### Your objective
If a line of the data below holds the string "YoutubeProvider", copy it.

■ ■ ■

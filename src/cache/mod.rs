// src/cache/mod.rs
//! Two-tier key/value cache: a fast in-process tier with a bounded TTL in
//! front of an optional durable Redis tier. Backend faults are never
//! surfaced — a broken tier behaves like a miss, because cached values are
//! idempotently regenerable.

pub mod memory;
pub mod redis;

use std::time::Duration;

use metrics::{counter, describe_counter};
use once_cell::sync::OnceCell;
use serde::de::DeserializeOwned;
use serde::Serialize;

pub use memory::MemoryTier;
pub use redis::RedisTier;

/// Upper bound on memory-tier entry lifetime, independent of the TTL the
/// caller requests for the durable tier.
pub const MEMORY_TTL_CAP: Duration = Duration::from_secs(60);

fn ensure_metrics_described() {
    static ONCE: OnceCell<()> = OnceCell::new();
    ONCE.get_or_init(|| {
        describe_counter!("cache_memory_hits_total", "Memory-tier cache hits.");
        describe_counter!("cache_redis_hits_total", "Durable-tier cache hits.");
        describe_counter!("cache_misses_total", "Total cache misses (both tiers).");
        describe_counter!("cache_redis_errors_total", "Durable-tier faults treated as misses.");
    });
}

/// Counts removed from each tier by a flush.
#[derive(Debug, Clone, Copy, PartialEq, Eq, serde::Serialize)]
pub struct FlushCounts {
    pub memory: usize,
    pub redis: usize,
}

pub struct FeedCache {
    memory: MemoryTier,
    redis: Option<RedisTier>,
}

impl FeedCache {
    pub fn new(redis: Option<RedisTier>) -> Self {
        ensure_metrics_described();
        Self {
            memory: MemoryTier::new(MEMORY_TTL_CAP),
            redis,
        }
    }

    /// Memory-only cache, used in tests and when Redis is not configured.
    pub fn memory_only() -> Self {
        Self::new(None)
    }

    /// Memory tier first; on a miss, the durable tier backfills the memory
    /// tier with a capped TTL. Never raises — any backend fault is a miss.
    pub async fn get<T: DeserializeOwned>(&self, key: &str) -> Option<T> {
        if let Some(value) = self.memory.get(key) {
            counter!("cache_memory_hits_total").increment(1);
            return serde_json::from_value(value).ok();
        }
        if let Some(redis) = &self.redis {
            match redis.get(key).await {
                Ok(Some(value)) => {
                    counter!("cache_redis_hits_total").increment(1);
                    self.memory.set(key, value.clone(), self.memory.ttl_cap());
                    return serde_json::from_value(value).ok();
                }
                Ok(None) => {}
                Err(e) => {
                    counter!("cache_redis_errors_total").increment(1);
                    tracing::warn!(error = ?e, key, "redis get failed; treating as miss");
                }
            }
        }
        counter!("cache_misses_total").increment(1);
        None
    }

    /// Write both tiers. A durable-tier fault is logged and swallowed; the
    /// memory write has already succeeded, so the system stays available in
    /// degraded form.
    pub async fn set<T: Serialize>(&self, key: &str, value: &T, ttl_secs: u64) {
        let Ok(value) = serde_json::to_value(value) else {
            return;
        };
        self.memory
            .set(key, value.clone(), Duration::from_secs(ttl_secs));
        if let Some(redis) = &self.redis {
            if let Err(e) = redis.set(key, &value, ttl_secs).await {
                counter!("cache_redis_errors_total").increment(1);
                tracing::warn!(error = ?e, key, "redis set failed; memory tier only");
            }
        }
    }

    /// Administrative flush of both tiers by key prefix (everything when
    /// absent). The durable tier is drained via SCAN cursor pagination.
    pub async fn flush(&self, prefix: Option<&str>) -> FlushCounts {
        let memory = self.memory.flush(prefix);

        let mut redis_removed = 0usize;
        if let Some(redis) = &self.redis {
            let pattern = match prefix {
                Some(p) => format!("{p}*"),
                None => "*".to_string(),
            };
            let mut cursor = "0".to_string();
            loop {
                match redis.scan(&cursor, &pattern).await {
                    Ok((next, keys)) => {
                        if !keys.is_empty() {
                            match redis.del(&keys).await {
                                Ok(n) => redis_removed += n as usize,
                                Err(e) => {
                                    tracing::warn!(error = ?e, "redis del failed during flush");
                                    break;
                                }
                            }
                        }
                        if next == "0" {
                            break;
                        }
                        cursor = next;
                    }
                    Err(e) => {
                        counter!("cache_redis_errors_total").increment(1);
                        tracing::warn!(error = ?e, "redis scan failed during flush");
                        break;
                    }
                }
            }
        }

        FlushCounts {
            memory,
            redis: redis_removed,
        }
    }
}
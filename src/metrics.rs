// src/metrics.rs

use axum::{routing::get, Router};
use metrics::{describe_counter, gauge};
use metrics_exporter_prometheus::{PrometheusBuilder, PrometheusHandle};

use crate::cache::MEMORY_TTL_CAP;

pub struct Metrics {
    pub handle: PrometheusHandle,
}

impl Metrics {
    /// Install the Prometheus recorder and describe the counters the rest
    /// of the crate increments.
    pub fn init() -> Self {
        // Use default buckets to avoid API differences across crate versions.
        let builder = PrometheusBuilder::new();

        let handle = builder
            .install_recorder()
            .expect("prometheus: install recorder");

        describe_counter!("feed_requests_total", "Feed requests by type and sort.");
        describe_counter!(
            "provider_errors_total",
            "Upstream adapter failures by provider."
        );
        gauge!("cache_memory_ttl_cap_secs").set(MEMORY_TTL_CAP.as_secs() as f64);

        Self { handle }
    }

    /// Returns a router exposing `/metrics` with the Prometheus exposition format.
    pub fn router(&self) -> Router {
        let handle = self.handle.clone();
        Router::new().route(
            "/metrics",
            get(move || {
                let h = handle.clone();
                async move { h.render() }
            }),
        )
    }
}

■ ■ ■

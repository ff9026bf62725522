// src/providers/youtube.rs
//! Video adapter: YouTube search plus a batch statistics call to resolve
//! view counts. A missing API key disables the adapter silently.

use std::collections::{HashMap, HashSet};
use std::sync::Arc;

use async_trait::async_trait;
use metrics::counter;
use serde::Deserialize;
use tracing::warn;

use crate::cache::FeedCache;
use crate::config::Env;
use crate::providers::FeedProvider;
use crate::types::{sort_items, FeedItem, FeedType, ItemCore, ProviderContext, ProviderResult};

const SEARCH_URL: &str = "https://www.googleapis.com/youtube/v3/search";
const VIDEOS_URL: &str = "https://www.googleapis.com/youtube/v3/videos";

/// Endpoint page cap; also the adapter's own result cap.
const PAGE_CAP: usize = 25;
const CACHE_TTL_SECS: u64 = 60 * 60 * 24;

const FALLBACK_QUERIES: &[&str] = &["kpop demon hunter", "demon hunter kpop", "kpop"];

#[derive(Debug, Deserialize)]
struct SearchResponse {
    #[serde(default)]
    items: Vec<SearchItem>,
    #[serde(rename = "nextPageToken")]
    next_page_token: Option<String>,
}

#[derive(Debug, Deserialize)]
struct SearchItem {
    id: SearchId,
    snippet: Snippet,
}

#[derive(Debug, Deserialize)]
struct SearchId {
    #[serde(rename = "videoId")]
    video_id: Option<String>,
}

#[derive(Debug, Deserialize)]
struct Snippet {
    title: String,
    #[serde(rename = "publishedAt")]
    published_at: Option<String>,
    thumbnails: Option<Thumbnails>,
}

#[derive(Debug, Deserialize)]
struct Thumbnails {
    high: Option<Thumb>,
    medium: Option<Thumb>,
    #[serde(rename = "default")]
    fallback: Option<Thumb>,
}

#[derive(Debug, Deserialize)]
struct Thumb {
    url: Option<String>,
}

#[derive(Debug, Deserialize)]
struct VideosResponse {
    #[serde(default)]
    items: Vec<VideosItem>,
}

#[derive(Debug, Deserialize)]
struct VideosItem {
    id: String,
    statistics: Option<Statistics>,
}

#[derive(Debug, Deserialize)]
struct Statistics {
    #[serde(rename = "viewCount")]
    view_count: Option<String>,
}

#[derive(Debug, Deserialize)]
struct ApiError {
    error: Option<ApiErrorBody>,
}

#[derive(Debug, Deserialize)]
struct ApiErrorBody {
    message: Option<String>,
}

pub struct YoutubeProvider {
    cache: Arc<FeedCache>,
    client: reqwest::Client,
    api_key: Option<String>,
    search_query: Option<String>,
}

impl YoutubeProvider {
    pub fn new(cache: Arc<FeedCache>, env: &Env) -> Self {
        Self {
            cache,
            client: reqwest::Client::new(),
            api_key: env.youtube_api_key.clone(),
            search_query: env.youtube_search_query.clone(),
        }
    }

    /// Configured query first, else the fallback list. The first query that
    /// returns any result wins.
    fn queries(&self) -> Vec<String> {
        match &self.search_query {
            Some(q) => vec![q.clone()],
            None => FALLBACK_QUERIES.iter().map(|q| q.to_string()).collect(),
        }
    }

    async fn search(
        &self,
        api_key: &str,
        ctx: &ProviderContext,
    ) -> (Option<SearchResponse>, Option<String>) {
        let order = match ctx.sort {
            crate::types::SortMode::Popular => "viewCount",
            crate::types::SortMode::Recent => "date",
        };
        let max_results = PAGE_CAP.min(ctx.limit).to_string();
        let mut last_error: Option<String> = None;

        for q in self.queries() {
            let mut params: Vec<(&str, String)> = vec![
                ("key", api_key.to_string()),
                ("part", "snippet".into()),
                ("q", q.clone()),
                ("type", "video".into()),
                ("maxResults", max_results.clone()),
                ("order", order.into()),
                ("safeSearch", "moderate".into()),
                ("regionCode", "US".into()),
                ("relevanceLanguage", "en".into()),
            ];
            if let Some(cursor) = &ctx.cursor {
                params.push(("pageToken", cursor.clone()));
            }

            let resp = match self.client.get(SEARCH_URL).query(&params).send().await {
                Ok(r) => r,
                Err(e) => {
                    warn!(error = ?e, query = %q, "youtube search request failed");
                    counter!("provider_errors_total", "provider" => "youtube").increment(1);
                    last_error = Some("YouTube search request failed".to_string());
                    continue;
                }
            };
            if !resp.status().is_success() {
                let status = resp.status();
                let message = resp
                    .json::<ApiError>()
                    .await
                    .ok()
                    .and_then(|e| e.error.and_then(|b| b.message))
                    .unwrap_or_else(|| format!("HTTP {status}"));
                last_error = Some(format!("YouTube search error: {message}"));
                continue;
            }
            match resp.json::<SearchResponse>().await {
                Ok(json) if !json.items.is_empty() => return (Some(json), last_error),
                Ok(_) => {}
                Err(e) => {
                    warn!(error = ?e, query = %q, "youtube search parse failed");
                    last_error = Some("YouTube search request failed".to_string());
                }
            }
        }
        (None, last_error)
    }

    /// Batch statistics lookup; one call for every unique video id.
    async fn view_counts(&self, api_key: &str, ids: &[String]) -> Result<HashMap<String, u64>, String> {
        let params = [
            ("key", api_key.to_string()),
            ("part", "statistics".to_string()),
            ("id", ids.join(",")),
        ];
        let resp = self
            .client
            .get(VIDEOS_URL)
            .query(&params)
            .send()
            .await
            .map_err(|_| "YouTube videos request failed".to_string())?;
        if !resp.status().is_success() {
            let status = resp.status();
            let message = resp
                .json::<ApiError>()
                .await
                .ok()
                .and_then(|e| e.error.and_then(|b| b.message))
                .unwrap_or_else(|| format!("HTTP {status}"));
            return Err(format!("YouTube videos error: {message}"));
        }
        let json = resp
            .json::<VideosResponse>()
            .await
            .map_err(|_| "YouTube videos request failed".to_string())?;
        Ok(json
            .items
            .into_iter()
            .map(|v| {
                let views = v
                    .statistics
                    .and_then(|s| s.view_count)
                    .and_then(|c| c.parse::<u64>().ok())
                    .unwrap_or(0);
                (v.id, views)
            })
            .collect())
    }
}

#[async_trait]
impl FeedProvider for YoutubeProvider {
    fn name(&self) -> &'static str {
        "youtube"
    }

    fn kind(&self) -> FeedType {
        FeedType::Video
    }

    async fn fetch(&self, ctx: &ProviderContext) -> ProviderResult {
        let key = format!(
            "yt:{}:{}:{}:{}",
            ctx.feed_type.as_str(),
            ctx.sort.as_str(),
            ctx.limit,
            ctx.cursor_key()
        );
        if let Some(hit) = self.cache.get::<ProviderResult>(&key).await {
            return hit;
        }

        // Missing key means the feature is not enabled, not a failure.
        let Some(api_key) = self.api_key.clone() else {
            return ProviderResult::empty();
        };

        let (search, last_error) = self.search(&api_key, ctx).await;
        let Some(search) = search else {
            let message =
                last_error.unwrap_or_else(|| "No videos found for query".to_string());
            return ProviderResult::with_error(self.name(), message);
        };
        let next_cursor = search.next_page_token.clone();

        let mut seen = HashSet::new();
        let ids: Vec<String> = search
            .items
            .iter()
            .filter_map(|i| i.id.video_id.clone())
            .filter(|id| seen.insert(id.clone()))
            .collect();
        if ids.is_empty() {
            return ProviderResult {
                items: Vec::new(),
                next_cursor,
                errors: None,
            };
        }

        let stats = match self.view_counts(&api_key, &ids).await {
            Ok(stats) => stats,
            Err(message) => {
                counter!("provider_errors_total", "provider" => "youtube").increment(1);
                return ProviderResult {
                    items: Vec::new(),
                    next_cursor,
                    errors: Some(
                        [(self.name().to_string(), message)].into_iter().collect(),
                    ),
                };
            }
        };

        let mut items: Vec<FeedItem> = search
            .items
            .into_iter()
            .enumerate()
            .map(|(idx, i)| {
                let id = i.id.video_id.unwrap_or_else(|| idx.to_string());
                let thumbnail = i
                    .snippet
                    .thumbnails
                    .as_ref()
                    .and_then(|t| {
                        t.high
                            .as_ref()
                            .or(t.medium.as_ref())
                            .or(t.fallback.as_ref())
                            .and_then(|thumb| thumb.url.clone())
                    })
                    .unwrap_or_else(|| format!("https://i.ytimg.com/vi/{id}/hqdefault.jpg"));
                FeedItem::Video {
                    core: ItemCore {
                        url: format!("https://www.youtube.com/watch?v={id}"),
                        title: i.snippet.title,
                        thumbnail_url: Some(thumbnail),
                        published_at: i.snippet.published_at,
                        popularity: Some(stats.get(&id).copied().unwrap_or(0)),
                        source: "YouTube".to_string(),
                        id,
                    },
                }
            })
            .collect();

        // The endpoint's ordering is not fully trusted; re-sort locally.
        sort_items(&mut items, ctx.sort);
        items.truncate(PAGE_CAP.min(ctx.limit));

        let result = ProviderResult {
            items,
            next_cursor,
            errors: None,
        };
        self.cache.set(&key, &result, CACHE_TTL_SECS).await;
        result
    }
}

■ ■ ■

### Your solution
pub struct YoutubeProvider {
impl YoutubeProvider {
impl FeedProvider for YoutubeProvider {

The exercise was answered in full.